Au-delà des hommes, les pesticides agricoles laissent aussi des stigmates sur la nature. Les animaux paient souvent le prix fort de cette action anthropique. En effet, les conditions d’utilisation des produits n’étant pas toujours respectées, il arrive que les pluies drainent les substances jusqu’aux retenues d’eau, entraînant la mort d’espèces aquatiques comme les poissons, explique le Directeur provincial en charge de l’agriculture. « Même si elles ne meurent pas, ces espèces peuvent ingérer les substances qui vont remonter la chaîne alimentaire jusqu’à l’homme », fait-t-il observer. Au Nahouri comme sur le plan national, les dommages sur la biodiversité sont également importants et insidieux, révèle Gaoussou Nadié. « Certaines espèces animales comme les crapauds, les caméléons et les abeilles sont devenues rares dans certains endroits. Le non-respect des règles d’utilisation des pesticides y est pour beaucoup », souligne-t-il. Sur le plan environnemental, l’air, les eaux de surface, les nappes phréatiques et les sols sont sujets à des agressions permanentes. « Quand nous étions petits, nous nous abreuvions souvent dans les petites retenues d’eau. Aujourd’hui, sauf à vouloir se retrouver sur un lit d’hôpital, personne n’ose boire cette eau encore en brousse », plaisante Nayiré Alphonse.
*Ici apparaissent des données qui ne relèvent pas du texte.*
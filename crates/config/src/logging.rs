//! Logging configuration

use std::fmt;

use serde::Deserialize;

/// Minimum level written to the log
#[derive(Debug, Clone, Copy, Default, Deserialize, PartialEq, Eq)]
#[serde(rename_all = "lowercase")]
pub enum LogLevel {
    /// Per-message state transitions and every staged row
    Trace,
    Debug,
    #[default]
    Info,
    Warn,
    Error,
}

impl LogLevel {
    /// Directive understood by `tracing_subscriber::EnvFilter`
    pub fn as_str(&self) -> &'static str {
        match self {
            Self::Trace => "trace",
            Self::Debug => "debug",
            Self::Info => "info",
            Self::Warn => "warn",
            Self::Error => "error",
        }
    }
}

impl fmt::Display for LogLevel {
    fn fmt(&self, f: &mut fmt::Formatter<'_>) -> fmt::Result {
        f.write_str(self.as_str())
    }
}

/// Line format
#[derive(Debug, Clone, Copy, Default, Deserialize, PartialEq, Eq)]
#[serde(rename_all = "lowercase")]
pub enum LogFormat {
    /// Human-readable lines
    #[default]
    Console,
    /// One JSON object per line, for log shippers
    Json,
}

/// `[log]` section
///
/// ```toml
/// [log]
/// level = "info"
/// format = "json"
/// ```
#[derive(Debug, Clone, Deserialize)]
#[serde(default)]
pub struct LogConfig {
    /// Default: info
    pub level: LogLevel,

    /// Default: console
    pub format: LogFormat,

    /// Colorize console output
    /// Default: true
    pub ansi: bool,
}

impl Default for LogConfig {
    fn default() -> Self {
        Self {
            level: LogLevel::Info,
            format: LogFormat::Console,
            ansi: true,
        }
    }
}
« Il y a des localités actuellement au Nahouri où à force d’utilisation des herbicides, le sol est complètement dénudé et l’herbe n’y pousse plus », regrette, pour sa part, le Directeur provincial de l’agriculture. M. Nadié rappelle également que la destruction des microorganismes nuit à la fertilité du sol. Concernant les conséquences environnementales néfastes de l’utilisation des pesticides, le Directeur régional de l’environnement, de l’économie verte et du changement climatique (DREEVCC) du Centre-Sud, Moïse Sia, se fait encore plus de soucis pour le Nahouri. « L’utilisation des pesticides non homologués est très répandue dans la localité. Leur degré de toxicité n’étant pas connu, l’emploi de ces produits comporte plus de risques de pollution pour l’environnement », analyse-t-il.

« Toujours s’attacher les services d’un technicien »

Pour limiter les effets néfastes des insecticides, en l’occurrence ceux non homologués, le protocole d’utilisation doit être scrupuleusement respecté, note le Directeur provincial de l’agriculture. Selon lui, il faut, entre autres, s’assurer que l’on connaît le ravageur, choisir le produit adapté et s’entourer d’un équipement adéquat à savoir une combinaison, des lunettes, un masque, des gants et des bottes. « Le mieux serait de toujours s’attacher les services d’un technicien en la matière pour être orienté », suggère-t-il, avant de souligner que l’utilisation des pesticides doit être évitée dans certains cas. « Les méthodes de lutte contre les ravageurs ne sont pas toutes chimiques.

Il y a la méthode mécanique. Pour une simple chenille, on peut par exemple éviter de déverser un litre de pesticides dans le champ en l’écrasant à la main », conseille-t-il. En attendant que tous les producteurs rentrent dans les rangs, la Direction provinciale de l’agriculture mène des actions pour réduire l’usage des pesticides non homologués au Nahouri. « Nous offrons aussi à certains producteurs, des pesticides homologués pour que le résultat final incite les autres à les adopter et à abandonner les autres pesticides », explique le DR Nadié. Des équipes dépêchées par le département de l’agriculture procèdent aussi à des sorties de contrôle pour s’assurer du respect de la règlementation par les vendeurs et les distributeurs. Gaoussou Nadié affirme qu’après la sensibilisation, il n’est pas exclu d’user la méthode forte pour sortir les vendeurs surtout de l’illégalité.

Mais pour l’heure, cela n’est pas à l’ordre du jour car, dit-il, il faut réunir d’abord les conditions permettant aux producteurs de s’approvisionner conséquemment au besoin pour mener à bien leurs activités. « Nous travaillons toujours à une prise de conscience progressive », se résume-t-il, non sans préciser que les résultats engrangés quoique insuffisants sont encourageants.